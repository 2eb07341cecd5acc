use image::{GrayImage, Luma};

const SCALE: u32 = 8;
const QUIET: u32 = 4;

/// Render `payload` as a QR code with a quiet zone, 8 pixels per module
pub fn qr_image(payload: &[u8]) -> GrayImage {
    let code = qrcode::QrCode::new(payload).unwrap();
    let modules = code.width() as u32;
    let colors = code.to_colors();
    let size = (modules + 2 * QUIET) * SCALE;

    GrayImage::from_fn(size, size, |x, y| {
        let (mx, my) = (x / SCALE, y / SCALE);
        let inside = (QUIET..modules + QUIET).contains(&mx) && (QUIET..modules + QUIET).contains(&my);
        if inside && colors[((my - QUIET) * modules + (mx - QUIET)) as usize] == qrcode::Color::Dark {
            Luma([0])
        } else {
            Luma([255])
        }
    })
}

/// Place `codes` next to each other on a white canvas, left to right
pub fn side_by_side(codes: &[GrayImage]) -> GrayImage {
    let gap = 40;
    let width = codes.iter().map(|c| c.width() + gap).sum::<u32>() + gap;
    let height = codes.iter().map(GrayImage::height).max().unwrap_or(0) + 2 * gap;

    let mut canvas = GrayImage::from_pixel(width, height, Luma([255]));
    let mut x = gap;
    for code in codes {
        image::imageops::replace(&mut canvas, code, i64::from(x), i64::from(gap));
        x += code.width() + gap;
    }
    canvas
}
use image::DynamicImage;
use rqrr::PreparedImage;
use tracing::{debug, warn};

use crate::error::Result;
use crate::{Detection, Point, SymbolType};

/// Barcode decoding capability used by the [`crate::Scanner`]
///
/// Implementations locate symbols in an image and return them in the order
/// they were found. Payloads are raw bytes; text validation is left to the
/// caller.
#[cfg_attr(test, mockall::automock)]
pub trait Decoder {
    /// Locate and decode every symbol in `image`
    ///
    /// # Errors
    ///
    /// Returns [`crate::ScanError::Decoder`] if the underlying library fails
    fn decode(&self, image: &DynamicImage) -> Result<Vec<Detection>>;
}

/// QR decoder backed by `rqrr`
#[derive(Debug, Clone, Copy, Default)]
pub struct RqrrDecoder;

impl RqrrDecoder {
    #[must_use]
    pub fn new() -> Self {
        Self
    }
}

impl Decoder for RqrrDecoder {
    fn decode(&self, image: &DynamicImage) -> Result<Vec<Detection>> {
        let mut prepared = PreparedImage::prepare(image.to_luma8());
        let grids = prepared.detect_grids();
        debug!("Located {} candidate grid(s)", grids.len());

        let mut detections = Vec::with_capacity(grids.len());
        for (index, grid) in grids.iter().enumerate() {
            let mut payload = Vec::new();
            match grid.decode_to(&mut payload) {
                Ok(meta) => {
                    debug!("Grid {} decoded: version {}, {} byte(s)", index, meta.version.0, payload.len());
                    detections.push(Detection {
                        payload,
                        symbol_type: SymbolType::QrCode,
                        polygon: grid.bounds.iter().map(|p| Point::new(p.x, p.y)).collect(),
                        version: Some(meta.version.0),
                    });
                }
                Err(e) => warn!("Skipping grid {} that could not be decoded: {}", index, e),
            }
        }

        Ok(detections)
    }
}
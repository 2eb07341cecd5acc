pub mod config;
pub mod detection;

pub use config::*;
pub use detection::*;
---
- Exercise requirements: Retype everything in the material above exactly.

- Reply to the task:
repository 2eb07341cecd5acc
use image::{GrayImage, Luma};

const SCALE: u32 = 8;
const QUIET: u32 = 4;

/// Render `payload` as a QR code with a quiet zone, 8 pixels per module
pub fn qr_image(payload: &[u8]) -> GrayImage {
    let code = qrcode::QrCode::new(payload).unwrap();
    let modules = code.width() as u32;
    let colors = code.to_colors();
    let size = (modules + 2 * QUIET) * SCALE;

    GrayImage::from_fn(size, size, |x, y| {
        let (mx, my) = (x / SCALE, y / SCALE);
        let inside = (QUIET..modules + QUIET).contains(&mx) && (QUIET..modules + QUIET).contains(&my);
        if inside && colors[((my - QUIET) * modules + (mx - QUIET)) as usize] == qrcode::Color::Dark {
            Luma([0])
        } else {
            Luma([255])
        }
    })
}

/// Place `codes` next to each other on a white canvas, left to right
pub fn side_by_side(codes: &[GrayImage]) -> GrayImage {
    let gap = 40;
    let width = codes.iter().map(|c| c.width() + gap).sum::<u32>() + gap;
    let height = codes.iter().map(GrayImage::height).max().unwrap_or(0) + 2 * gap;

    let mut canvas = GrayImage::from_pixel(width, height, Luma([255]));
    let mut x = gap;
    for code in codes {
        image::imageops::replace(&mut canvas, code, i64::from(x), i64::from(gap));
        x += code.width() + gap;
    }
    canvas
}
use image::DynamicImage;
use rqrr::PreparedImage;
use tracing::{debug, warn};

use crate::error::Result;
use crate::{Detection, Point, SymbolType};

/// Barcode decoding capability used by the [`crate::Scanner`]
///
/// Implementations locate symbols in an image and return them in the order
/// they were found. Payloads are raw bytes; text validation is left to the
/// caller.
#[cfg_attr(test, mockall::automock)]
pub trait Decoder {
    /// Locate and decode every symbol in `image`
    ///
    /// # Errors
    ///
    /// Returns [`crate::ScanError::Decoder`] if the underlying library fails
    fn decode(&self, image: &DynamicImage) -> Result<Vec<Detection>>;
}

/// QR decoder backed by `rqrr`
#[derive(Debug, Clone, Copy, Default)]
pub struct RqrrDecoder;

impl RqrrDecoder {
    #[must_use]
    pub fn new() -> Self {
        Self
    }
}

impl Decoder for RqrrDecoder {
    fn decode(&self, image: &DynamicImage) -> Result<Vec<Detection>> {
        let mut prepared = PreparedImage::prepare(image.to_luma8());
        let grids = prepared.detect_grids();
        debug!("Located {} candidate grid(s)", grids.len());

        let mut detections = Vec::with_capacity(grids.len());
        for (index, grid) in grids.iter().enumerate() {
            let mut payload = Vec::new();
            match grid.decode_to(&mut payload) {
                Ok(meta) => {
                    debug!("Grid {} decoded: version {}, {} byte(s)", index, meta.version.0, payload.len());
                    detections.push(Detection {
                        payload,
                        symbol_type: SymbolType::QrCode,
                        polygon: grid.bounds.iter().map(|p| Point::new(p.x, p.y)).collect(),
                        version: Some(meta.version.0),
                    });
                }
                Err(e) => warn!("Skipping grid {} that could not be decoded: {}", index, e),
            }
        }

        Ok(detections)
    }
}
repository 2eb07341cecd5acc
pub mod config;
pub mod detection;

pub use config::*;
pub use detection::*;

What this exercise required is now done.